**RAW DATA**:

//! Giwa Dodge - dodge falling roof tiles, grab power-ups, chain near misses
//!
//! Core modules:
//! - `sim`: Deterministic simulation (pools, spawning, collisions, scoring)
//! - `tuning`: Data-driven game balance
//! - `settings`: Player preferences
//! - `ui`: HUD snapshot and localized strings
//! - `wallet`: Placeholder wallet connection and point claiming
//! - `audio`: Sound cues for game events (Web Audio playback on wasm32)
//! - `renderer`: Sprite list plus Canvas 2D drawing on wasm32

pub mod audio;
pub mod renderer;
pub mod settings;
pub mod sim;
pub mod tuning;
pub mod ui;
pub mod wallet;

pub use settings::{Locale, Settings};
pub use tuning::{Tuning, TuningError};
pub use wallet::{Wallet, WalletError};

use glam::Vec2;

/// Game configuration constants
pub mod consts {
    use glam::Vec2;

    /// Frame length used by headless runs (60 Hz)
    pub const FRAME_MS: f64 = 1000.0 / 60.0;
    /// Largest frame delta fed to the simulation (tab switches, debugger stops)
    pub const MAX_FRAME_MS: f64 = 100.0;

    /// Playfield dimensions
    pub const SCREEN_WIDTH: f32 = 800.0;
    pub const SCREEN_HEIGHT: f32 = 600.0;

    /// Collision body sizes (match the generated placeholder textures)
    pub const PLAYER_SIZE: Vec2 = Vec2::new(40.0, 40.0);
    pub const GIWA_SIZE: Vec2 = Vec2::new(50.0, 30.0);
    pub const ITEM_SIZE: Vec2 = Vec2::new(30.0, 30.0);

    /// Player sits this far above the bottom edge
    pub const PLAYER_BOTTOM_OFFSET: f32 = 50.0;

    /// Spawned entities start here, above the visible area
    pub const SPAWN_Y: f32 = -20.0;
    /// Horizontal spawn margin from each screen edge
    pub const SPAWN_MARGIN_X: f32 = 30.0;
    /// Entities are culled once this far below the bottom edge
    pub const CULL_MARGIN: f32 = 50.0;

    /// Initial pool capacities
    pub const GIWA_POOL_SIZE: usize = 50;
    pub const ITEM_POOL_SIZE: usize = 20;
}

/// Horizontal/vertical distance between two points, as absolute values
#[inline]
pub fn axis_distance(a: Vec2, b: Vec2) -> Vec2 {
    (a - b).abs()
}

/// Move `value` toward zero by `amount` without crossing it
#[inline]
pub fn approach_zero(value: f32, amount: f32) -> f32 {
    if value > 0.0 {
        (value - amount).max(0.0)
    } else {
        (value + amount).min(0.0)
    }
}

#[cfg(test)]
mod tests {
    use super::*;

    #[test]
    fn test_approach_zero_does_not_overshoot() {
        assert_eq!(approach_zero(5.0, 10.0), 0.0);
        assert_eq!(approach_zero(-5.0, 10.0), 0.0);
        assert_eq!(approach_zero(20.0, 5.0), 15.0);
        assert_eq!(approach_zero(-20.0, 5.0), -15.0);
    }

    #[test]
    fn test_axis_distance() {
        let d = axis_distance(Vec2::new(10.0, 50.0), Vec2::new(40.0, 20.0));
        assert_eq!(d, Vec2::new(30.0, 30.0));
    }
}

**EXERCISE DESCRIPTION**:
Could you output every record above exactly as written?

**SOLUTION FOR THIS EXERCISE**:
//! Giwa Dodge - dodge falling roof tiles, grab power-ups, chain near misses
//!
//! Core modules:
//! - `sim`: Deterministic simulation (pools, spawning, collisions, scoring)
//! - `tuning`: Data-driven game balance
//! - `settings`: Player preferences
//! - `ui`: HUD snapshot and localized strings
//! - `wallet`: Placeholder wallet connection and point claiming
//! - `audio`: Sound cues for game events (Web Audio playback on wasm32)
//! - `renderer`: Sprite list plus Canvas 2D drawing on wasm32

pub mod audio;
pub mod renderer;
pub mod settings;
pub mod sim;
pub mod tuning;
pub mod ui;
pub mod wallet;

pub use settings::{Locale, Settings};
pub use tuning::{Tuning, TuningError};
pub use wallet::{Wallet, WalletError};

use glam::Vec2;

/// Game configuration constants
pub mod consts {
    use glam::Vec2;

    /// Frame length used by headless runs (60 Hz)
    pub const FRAME_MS: f64 = 1000.0 / 60.0;
    /// Largest frame delta fed to the simulation (tab switches, debugger stops)
    pub const MAX_FRAME_MS: f64 = 100.0;

    /// Playfield dimensions
    pub const SCREEN_WIDTH: f32 = 800.0;
    pub const SCREEN_HEIGHT: f32 = 600.0;

    /// Collision body sizes (match the generated placeholder textures)
    pub const PLAYER_SIZE: Vec2 = Vec2::new(40.0, 40.0);
    pub const GIWA_SIZE: Vec2 = Vec2::new(50.0, 30.0);
    pub const ITEM_SIZE: Vec2 = Vec2::new(30.0, 30.0);

    /// Player sits this far above the bottom edge
    pub const PLAYER_BOTTOM_OFFSET: f32 = 50.0;

    /// Spawned entities start here, above the visible area
    pub const SPAWN_Y: f32 = -20.0;
    /// Horizontal spawn margin from each screen edge
    pub const SPAWN_MARGIN_X: f32 = 30.0;
    /// Entities are culled once this far below the bottom edge
    pub const CULL_MARGIN: f32 = 50.0;

    /// Initial pool capacities
    pub const GIWA_POOL_SIZE: usize = 50;
    pub const ITEM_POOL_SIZE: usize = 20;
}

/// Horizontal/vertical distance between two points, as absolute values
#[inline]
pub fn axis_distance(a: Vec2, b: Vec2) -> Vec2 {
    (a - b).abs()
}

/// Move `value` toward zero by `amount` without crossing it
#[inline]
pub fn approach_zero(value: f32, amount: f32) -> f32 {
    if value > 0.0 {
        (value - amount).max(0.0)
    } else {
        (value + amount).min(0.0)
    }
}

#[cfg(test)]
mod tests {
    use super::*;

    #[test]
    fn test_approach_zero_does_not_overshoot() {
        assert_eq!(approach_zero(5.0, 10.0), 0.0);
        assert_eq!(approach_zero(-5.0, 10.0), 0.0);
        assert_eq!(approach_zero(20.0, 5.0), 15.0);
        assert_eq!(approach_zero(-20.0, 5.0), -15.0);
    }

    #[test]
    fn test_axis_distance() {
        let d = axis_distance(Vec2::new(10.0, 50.0), Vec2::new(40.0, 20.0));
        assert_eq!(d, Vec2::new(30.0, 30.0));
    }
}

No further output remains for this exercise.